This research focuses on supporting drug discovery studies using single nuclei RNA sequencing to investigate the efficacy and safety of potential treatments. Therefore, we are developing standardized nuclei extraction protocols for fresh frozen tissue samples from various organs. Our goal was to automate and standardize nuclei extraction to achieve consistent and reliable results by reducing non-biological variability.
The advantage is the partial automation through the use of a robotic dissociator and the simple and short workflow that can be applied on various tissue samples of different species. Having standardized protocols can help us answer questions about drug biodistribution, as well as explore the mechanisms underlying any safety signals that we might observe. In the future, we will be testing the applicability of our protocol for other downstream applications, such as ATAC-seq or multiomics.
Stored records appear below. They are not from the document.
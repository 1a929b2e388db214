//! Adapter error types

use persona_core::RELAY_INTERNAL_ERROR;
use thiserror::Error;

use crate::options::Capability;
use crate::provider::ProviderFailure;

/// Why a sign-in attempt failed
#[derive(Debug, Error)]
pub enum AuthError {
    #[error("Identity provider produced no assertion: {0}")]
    ProviderDenied(ProviderFailure),

    #[error("Could not reach the verification relay: {0}")]
    Transport(String),

    #[error("Assertion rejected: {reason}")]
    RelayRejected { reason: String },

    #[error("Unexpected relay response ({status}): {body}")]
    RelayMalformed { status: u16, body: String },

    #[error("Session storage failed: {0}")]
    Storage(#[from] SessionError),

    #[error("{operation} is not supported by {capability:?} adapters")]
    Unsupported {
        operation: &'static str,
        capability: Capability,
    },

    #[error("Invalid verification endpoint '{endpoint}': {reason}")]
    InvalidEndpoint { endpoint: String, reason: String },
}

impl AuthError {
    /// The verifier's rejection reason, if this is a rejection
    pub fn reason(&self) -> Option<&str> {
        match self {
            AuthError::RelayRejected { reason } => Some(reason),
            _ => None,
        }
    }
}

/// Session persistence failures
#[derive(Debug, Error)]
pub enum SessionError {
    #[error("I/O error: {0}")]
    Io(#[from] std::io::Error),

    #[error("JSON error: {0}")]
    Json(#[from] serde_json::Error),
}

/// A relay error response, normalised
///
/// The relay answers rejections with a plain-text reason, but JSON bodies
/// (a bare string or an object with `reason`) are understood too. Anything
/// else is kept raw.
#[derive(Debug, Clone, PartialEq, Eq)]
pub enum ErrorBody {
    Parsed { reason: String },
    Raw { status: u16, body: String },
}

impl ErrorBody {
    pub fn parse(status: u16, body: &str) -> Self {
        match serde_json::from_str::<serde_json::Value>(body) {
            Ok(serde_json::Value::String(reason)) => ErrorBody::Parsed { reason },
            Ok(serde_json::Value::Object(map)) => match map.get("reason").and_then(|r| r.as_str()) {
                Some(reason) => ErrorBody::Parsed {
                    reason: reason.to_string(),
                },
                None => ErrorBody::Raw {
                    status,
                    body: body.to_string(),
                },
            },
            _ => ErrorBody::Raw {
                status,
                body: body.to_string(),
            },
        }
    }
}

impl From<ErrorBody> for AuthError {
    fn from(body: ErrorBody) -> Self {
        match body {
            ErrorBody::Parsed { reason } => AuthError::RelayRejected { reason },
            // 403 with plain text is the relay's rejection contract
            ErrorBody::Raw { status: 403, body }
                if !body.is_empty() && body != RELAY_INTERNAL_ERROR =>
            {
                AuthError::RelayRejected { reason: body }
            }
            ErrorBody::Raw { status, body } => AuthError::RelayMalformed { status, body },
        }
    }
}
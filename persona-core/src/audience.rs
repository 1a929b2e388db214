//! Audience values
//!
//! An audience is the canonical origin (scheme, host and port) a relying
//! party binds its assertions to. The relay holds exactly one, fixed at
//! startup, and never takes it from a request.

use std::fmt;
use std::str::FromStr;

use serde::{Deserialize, Serialize};
use url::Url;

use crate::{Error, Result};

/// Canonical origin of a relying party
#[derive(Debug, Clone, PartialEq, Eq, Hash, Serialize, Deserialize)]
#[serde(try_from = "String", into = "String")]
pub struct Audience(String);

impl Audience {
    /// Parse an audience from a URL or origin string
    ///
    /// Paths, queries and fragments are dropped and default ports elided,
    /// so `https://example.com:443/app` and `https://example.com` yield the
    /// same audience.
    pub fn parse(value: &str) -> Result<Self> {
        let url = Url::parse(value.trim()).map_err(|e| Error::InvalidAudience {
            value: value.to_string(),
            reason: e.to_string(),
        })?;

        let origin = url.origin();
        if !origin.is_tuple() {
            return Err(Error::InvalidAudience {
                value: value.to_string(),
                reason: "not a scheme://host[:port] origin".to_string(),
            });
        }

        Ok(Self(origin.ascii_serialization()))
    }

    /// The audience used when none is configured: the relay's own loopback origin
    pub fn loopback(port: u16) -> Self {
        Self(format!("http://127.0.0.1:{}", port))
    }

    pub fn as_str(&self) -> &str {
        &self.0
    }
}

impl fmt::Display for Audience {
    fn fmt(&self, f: &mut fmt::Formatter<'_>) -> fmt::Result {
        f.write_str(&self.0)
    }
}

impl FromStr for Audience {
    type Err = Error;

    fn from_str(s: &str) -> Result<Self> {
        Self::parse(s)
    }
}

impl TryFrom<String> for Audience {
    type Error = Error;

    fn try_from(value: String) -> Result<Self> {
        Self::parse(&value)
    }
}

impl From<Audience> for String {
    fn from(audience: Audience) -> Self {
        audience.0
    }
}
We will also try to establish protocols to detect virally expressed transgenes in single nuclei. To begin, start the robotic disassociator. Turn on the cooling by setting the slider at the top of the right of the screen to cool and clicking on it to start cooling so that the slider appears orange.
Next, check that the attached NSR and NIB bottles have sufficient liquid and are properly cooled. Remove the tissue samples from the minus 80 degrees Celsius freezer and immediately place them on dry ice. Using a pre-cooled scalpel, cut the tissue into a 15 to 15 milligram piece on a pre-cooled Petri dish or metal plate placed on dry ice.
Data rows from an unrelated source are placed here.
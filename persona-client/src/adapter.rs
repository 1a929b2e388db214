//! The sign-in state machine
//!
//! ```text
//! Idle -> AwaitingAssertion -> Verifying -> Authenticated | Failed
//!   ^                                            |
//!   +------------------ logout ------------------+
//! ```
//!
//! `login`, `verify` and `logout` on one adapter are queued behind each
//! other, so a second sign-in (or a sign-out) waits for the first to finish
//! instead of racing it on the session store.

use std::sync::{Arc, RwLock};

use async_trait::async_trait;
use reqwest::Client;
use serde_json::json;
use tokio::sync::Mutex;
use tokio::task::JoinHandle;

use crate::error::{AuthError, ErrorBody};
use crate::options::{parse_endpoint, AdapterConfig, ContentType, CredentialsPolicy, VerifyOptions};
use crate::provider::{IdentityProvider, ProviderEvent, ProviderFailure};
use crate::session::SessionStore;

/// Where an adapter is in the sign-in flow
#[derive(Debug, Clone, PartialEq, Eq)]
pub enum AuthState {
    Idle,
    AwaitingAssertion,
    Verifying,
    Authenticated { email: String },
    Failed,
}

/// Receives provider notifications registered through [`AuthAdapter::watch`]
///
/// Events are delivered one at a time, in the order the provider sent them.
#[async_trait]
pub trait WatchHandler: Send + Sync + 'static {
    /// The provider produced an assertion; typically passed on to [`AuthAdapter::verify`]
    async fn on_login(&self, adapter: &AuthAdapter, assertion: String);

    /// The provider signalled a login without an assertion
    async fn on_login_error(&self, adapter: &AuthAdapter, failure: ProviderFailure);

    /// The user signed out at the provider; the session is already cleared
    async fn on_logout(&self, adapter: &AuthAdapter);
}

pub struct AuthAdapter {
    config: AdapterConfig,
    provider: Arc<dyn IdentityProvider>,
    session: SessionStore,
    client: Client,
    credentialed_client: Client,
    state: RwLock<AuthState>,
    in_flight: Mutex<()>,
}

impl AuthAdapter {
    pub fn new(
        config: AdapterConfig,
        provider: Arc<dyn IdentityProvider>,
        session: SessionStore,
    ) -> Result<Self, AuthError> {
        parse_endpoint(&config.verification_endpoint)?;

        let client = Client::builder()
            .build()
            .map_err(|e| AuthError::Transport(format!("Failed to create HTTP client: {}", e)))?;
        let credentialed_client = Client::builder()
            .cookie_store(true)
            .build()
            .map_err(|e| AuthError::Transport(format!("Failed to create HTTP client: {}", e)))?;

        Ok(Self {
            config,
            provider,
            session,
            client,
            credentialed_client,
            state: RwLock::new(AuthState::Idle),
            in_flight: Mutex::new(()),
        })
    }

    pub fn name(&self) -> &str {
        &self.config.name
    }

    pub fn config(&self) -> &AdapterConfig {
        &self.config
    }

    pub fn verification_endpoint(&self) -> &str {
        &self.config.verification_endpoint
    }

    pub fn state(&self) -> AuthState {
        self.state.read().unwrap().clone()
    }

    pub fn session(&self) -> &SessionStore {
        &self.session
    }

    /// The email of the current session, if any
    pub fn email(&self) -> Option<String> {
        self.session.get()
    }

    /// Obtain an assertion from the provider and verify it
    pub async fn login(&self, options: &VerifyOptions) -> Result<String, AuthError> {
        let _guard = self.in_flight.lock().await;

        self.set_state(AuthState::AwaitingAssertion);
        let assertion = match self.provider.request_assertion().await {
            Ok(Some(assertion)) if !assertion.is_empty() => assertion,
            Ok(Some(_)) => {
                return Err(self.deny(ProviderFailure::new("Provider returned an empty assertion")))
            }
            Ok(None) => {
                return Err(self.deny(ProviderFailure::new("Provider returned no assertion")))
            }
            Err(failure) => return Err(self.deny(failure)),
        };

        self.verify_assertion(&assertion, options).await
    }

    /// Submit an assertion to the verification relay
    ///
    /// On success the session holds the returned email. On failure the
    /// session is cleared and, for authentication adapters, so is the
    /// provider's cached login.
    pub async fn verify(&self, assertion: &str, options: &VerifyOptions) -> Result<String, AuthError> {
        let _guard = self.in_flight.lock().await;
        self.verify_assertion(assertion, options).await
    }

    /// Clear the session and the provider's cached login
    ///
    /// Safe to call repeatedly. The provider flag is dropped and the state
    /// returns to `Idle` even when the session storage fails; that failure
    /// is returned afterwards.
    pub async fn logout(&self) -> Result<(), AuthError> {
        let _guard = self.in_flight.lock().await;

        let cleared = self.session.clear();
        self.provider.clear_cached_login();
        self.set_state(AuthState::Idle);
        tracing::info!(adapter = %self.config.name, "Logged out");

        cleared.map_err(AuthError::from)
    }

    /// Follow the provider's login/logout notifications
    ///
    /// The provider is told the current session email. A logout event
    /// clears the session before the handler sees it. The returned task
    /// ends when the provider drops its side of the channel.
    pub fn watch<H>(self: &Arc<Self>, handler: H) -> Result<JoinHandle<()>, AuthError>
    where
        H: WatchHandler,
    {
        if !self.config.capability.supports_watch() {
            return Err(AuthError::Unsupported {
                operation: "watch",
                capability: self.config.capability,
            });
        }

        let mut events = self.provider.watch(self.session.get());
        let adapter = Arc::clone(self);

        Ok(tokio::spawn(async move {
            while let Some(event) = events.recv().await {
                match event {
                    ProviderEvent::Login(Ok(Some(assertion))) if !assertion.is_empty() => {
                        handler.on_login(&adapter, assertion).await;
                    }
                    ProviderEvent::Login(Ok(_)) => {
                        handler
                            .on_login_error(&adapter, ProviderFailure::new("Provider returned no assertion"))
                            .await;
                    }
                    ProviderEvent::Login(Err(failure)) => {
                        handler.on_login_error(&adapter, failure).await;
                    }
                    ProviderEvent::Logout => {
                        {
                            let _guard = adapter.in_flight.lock().await;
                            if let Err(e) = adapter.session.clear() {
                                tracing::warn!(error = %e, "Failed to clear session on provider logout");
                            }
                            adapter.set_state(AuthState::Idle);
                        }
                        handler.on_logout(&adapter).await;
                    }
                }
            }
        }))
    }

    async fn verify_assertion(&self, assertion: &str, options: &VerifyOptions) -> Result<String, AuthError> {
        self.set_state(AuthState::Verifying);

        let settings = match self.config.resolve(options) {
            Ok(settings) => settings,
            Err(e) => return Err(self.fail(e)),
        };

        let client = match settings.credentials {
            CredentialsPolicy::Include => &self.credentialed_client,
            CredentialsPolicy::Omit => &self.client,
        };

        let request = client.post(settings.url.clone());
        let request = match settings.content_type {
            ContentType::Form => request.form(&[("assertion", assertion)]),
            ContentType::Json => request.json(&json!({ "assertion": assertion })),
        };

        let response = match request.send().await {
            Ok(response) => response,
            Err(e) => return Err(self.fail(AuthError::Transport(e.to_string()))),
        };

        let status = response.status();
        let body = match response.text().await {
            Ok(body) => body,
            Err(e) => return Err(self.fail(AuthError::Transport(e.to_string()))),
        };

        if !status.is_success() {
            let error = AuthError::from(ErrorBody::parse(status.as_u16(), &body));
            return Err(self.fail(error));
        }

        let email = match settings.response_format.read_email(&body) {
            Some(email) if !email.is_empty() => email,
            _ => {
                return Err(self.fail(AuthError::RelayMalformed {
                    status: status.as_u16(),
                    body,
                }))
            }
        };

        if let Err(e) = self.session.set(&email) {
            return Err(self.fail(e.into()));
        }

        tracing::info!(adapter = %self.config.name, %email, "Assertion verified");
        self.set_state(AuthState::Authenticated {
            email: email.clone(),
        });
        Ok(email)
    }

    /// The provider produced nothing; no request was made
    fn deny(&self, failure: ProviderFailure) -> AuthError {
        tracing::warn!(adapter = %self.config.name, %failure, "Assertion request denied");
        self.clear_session();
        self.set_state(AuthState::Failed);
        AuthError::ProviderDenied(failure)
    }

    /// A verification attempt failed
    fn fail(&self, error: AuthError) -> AuthError {
        tracing::warn!(adapter = %self.config.name, %error, "Assertion verification failed");
        if self.config.capability.triggers_local_logout_on_error() {
            self.provider.clear_cached_login();
        }
        self.clear_session();
        self.set_state(AuthState::Failed);
        error
    }

    fn clear_session(&self) {
        if let Err(e) = self.session.clear() {
            tracing::warn!(error = %e, "Failed to clear session");
        }
    }

    fn set_state(&self, state: AuthState) {
        *self.state.write().unwrap() = state;
    }
}
//! Common test utilities for relay integration tests

#![allow(dead_code)]

use std::collections::HashMap;
use std::net::SocketAddr;
use std::sync::{Arc, RwLock};

use async_trait::async_trait;
use axum::routing::post;
use axum::{Form, Router};
use axum_test::TestServer;
use persona_core::Audience;
use persona_relay::{routes, AppState, AssertionVerifier, RelayError};
use tokio::net::TcpListener;

pub const AUDIENCE: &str = "http://127.0.0.1:3000";

/// Mock verifier that replays a canned body and records every call
#[derive(Clone)]
pub struct MockVerifier {
    /// Body to return, or a transport error message
    response: Result<String, String>,
    /// Captured (assertion, audience) pairs
    pub calls: Arc<RwLock<Vec<(String, String)>>>,
}

impl MockVerifier {
    pub fn responding(body: &str) -> Self {
        Self {
            response: Ok(body.to_string()),
            calls: Arc::new(RwLock::new(Vec::new())),
        }
    }

    pub fn unreachable(message: &str) -> Self {
        Self {
            response: Err(message.to_string()),
            calls: Arc::new(RwLock::new(Vec::new())),
        }
    }

    pub fn calls(&self) -> Vec<(String, String)> {
        self.calls.read().unwrap().clone()
    }
}

#[async_trait]
impl AssertionVerifier for MockVerifier {
    async fn verify(&self, assertion: &str, audience: &Audience) -> Result<String, RelayError> {
        self.calls
            .write()
            .unwrap()
            .push((assertion.to_string(), audience.to_string()));
        self.response.clone().map_err(RelayError::Transport)
    }
}

/// Create a test server whose verifier answers with `body`
pub fn create_test_server(body: &str) -> (TestServer, MockVerifier) {
    create_test_server_with(MockVerifier::responding(body))
}

/// Create a test server around the given verifier
pub fn create_test_server_with<V>(verifier: V) -> (TestServer, V)
where
    V: AssertionVerifier + Clone + 'static,
{
    let state = Arc::new(AppState::new(
        verifier.clone(),
        Audience::parse(AUDIENCE).unwrap(),
    ));

    let app = routes::create_router(state);
    let server = TestServer::new(app).expect("Failed to create test server");

    (server, verifier)
}

/// Serve a router on an ephemeral loopback port
pub async fn spawn_router(app: Router) -> SocketAddr {
    let listener = TcpListener::bind("127.0.0.1:0").await.unwrap();
    let addr = listener.local_addr().unwrap();
    tokio::spawn(async move {
        axum::serve(listener, app).await.unwrap();
    });
    addr
}

/// An address nothing is listening on
pub async fn closed_addr() -> SocketAddr {
    let listener = TcpListener::bind("127.0.0.1:0").await.unwrap();
    let addr = listener.local_addr().unwrap();
    drop(listener);
    addr
}

/// Stand-in for the remote verification API
///
/// Answers every `POST /verify` with `body` and records the submitted form.
pub async fn spawn_fake_verifier(
    body: &'static str,
) -> (SocketAddr, Arc<RwLock<Vec<HashMap<String, String>>>>) {
    let received = Arc::new(RwLock::new(Vec::new()));
    let sink = received.clone();

    let app = Router::new().route(
        "/verify",
        post(move |Form(form): Form<HashMap<String, String>>| {
            let sink = sink.clone();
            async move {
                sink.write().unwrap().push(form);
                body
            }
        }),
    );

    (spawn_router(app).await, received)
}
Remove the nuclei isolation cartridge from the refrigerator and unpack it. Remove the grinder and pipette 15 microliters of RNAs inhibitor to the bottom of the cartridge. Using tweezers, place the tissue sample at the bottom of the cartridge.
Next select run a protocol on the instrument and click on the nuclei option in the upper left corner. From the menu, select the low volume nuclei isolation protocol and then click on modify to verify that the disruption speed is set to fastest. Then open the instrument door, insert the cartridge into the designated location, rotate the cartridge lock, and slide into the stage until the red knob clicks into place.
Close the door and click next to start the nuclei extraction run. Once the run is finished, remove the cartridge from the instrument by lifting the red knob and pulling out the stage. Immediately place the cartridge on ice.
After isolating single nuclei from frozen mammalian tissues, carefully pierce the round foil on the dissociator cartridge using a pipette tip. To facilitate sucrose gradient cleanup, remove 900 microliters of the nuclei suspension from the cartridge and add it to 500 microliters of sucrose cushion solution, or SCS, prepared in a two milliliter tube. Mix well by pipetting until the mixture is homogenous.
Next, hold the tube at an angle and carefully add 1, 400 microliters of nuclei suspension-SCS mixture dropwise onto a new 500 microliters of SCS, creating a clearly visible phase separation. Carefully close the tube and place it back on the ice without disturbing the phase separation. Carefully spin the tubes at 13, 000 G for 15 minutes at four degrees Celsius in a pre-cooled centrifuge.
Remove the supernatant without disturbing the pellet and carefully resuspend the pellet in 50 microliters of ice cold NSR. Pull the two pellets of the same sample in a new 1.5 milliliter tube. Add 900 microliters of ice cold NSR to a total volume of one milliliter and mix well by pipetting.
Centrifuge the sample at 500 G for five minutes at four degrees Celsius with a swinging bucket rotor centrifuge. Remove the supernatant and resuspend the pellet in 100 microliters of PBS. For counting, dilute 10 microliters of nuclei suspension in 20 microliters of PBS.
Add 25 microliters of propidium iodide staining solution to a mixing well of the fluorescent counter counting plate. Then add 25 microliters of diluted nuclei suspension and mix well by pipetting. Transfer 50 microliters of the stained sample from the mixing well to the loading well.
Load the counting plate on the cell counter and start the count. After counting, dilute the samples with PBS to the desired concentration for single nuclei RNA sequencing. Using the partially automated nuclei isolation protocol, good quality nuclei were obtained without signs of blabbing, debris, or clumping.
Violin plots representing the distribution of gene counts, UMI counts, and mitochondrial content in each sample are shown. Expected cell types from each tissue were identified and all animals contributed to all clusters indicating low technical variability introduced by the protocol. Furthermore, cellular proportions, UMI counts, and gene counts were comparable across all three samples per tissue type.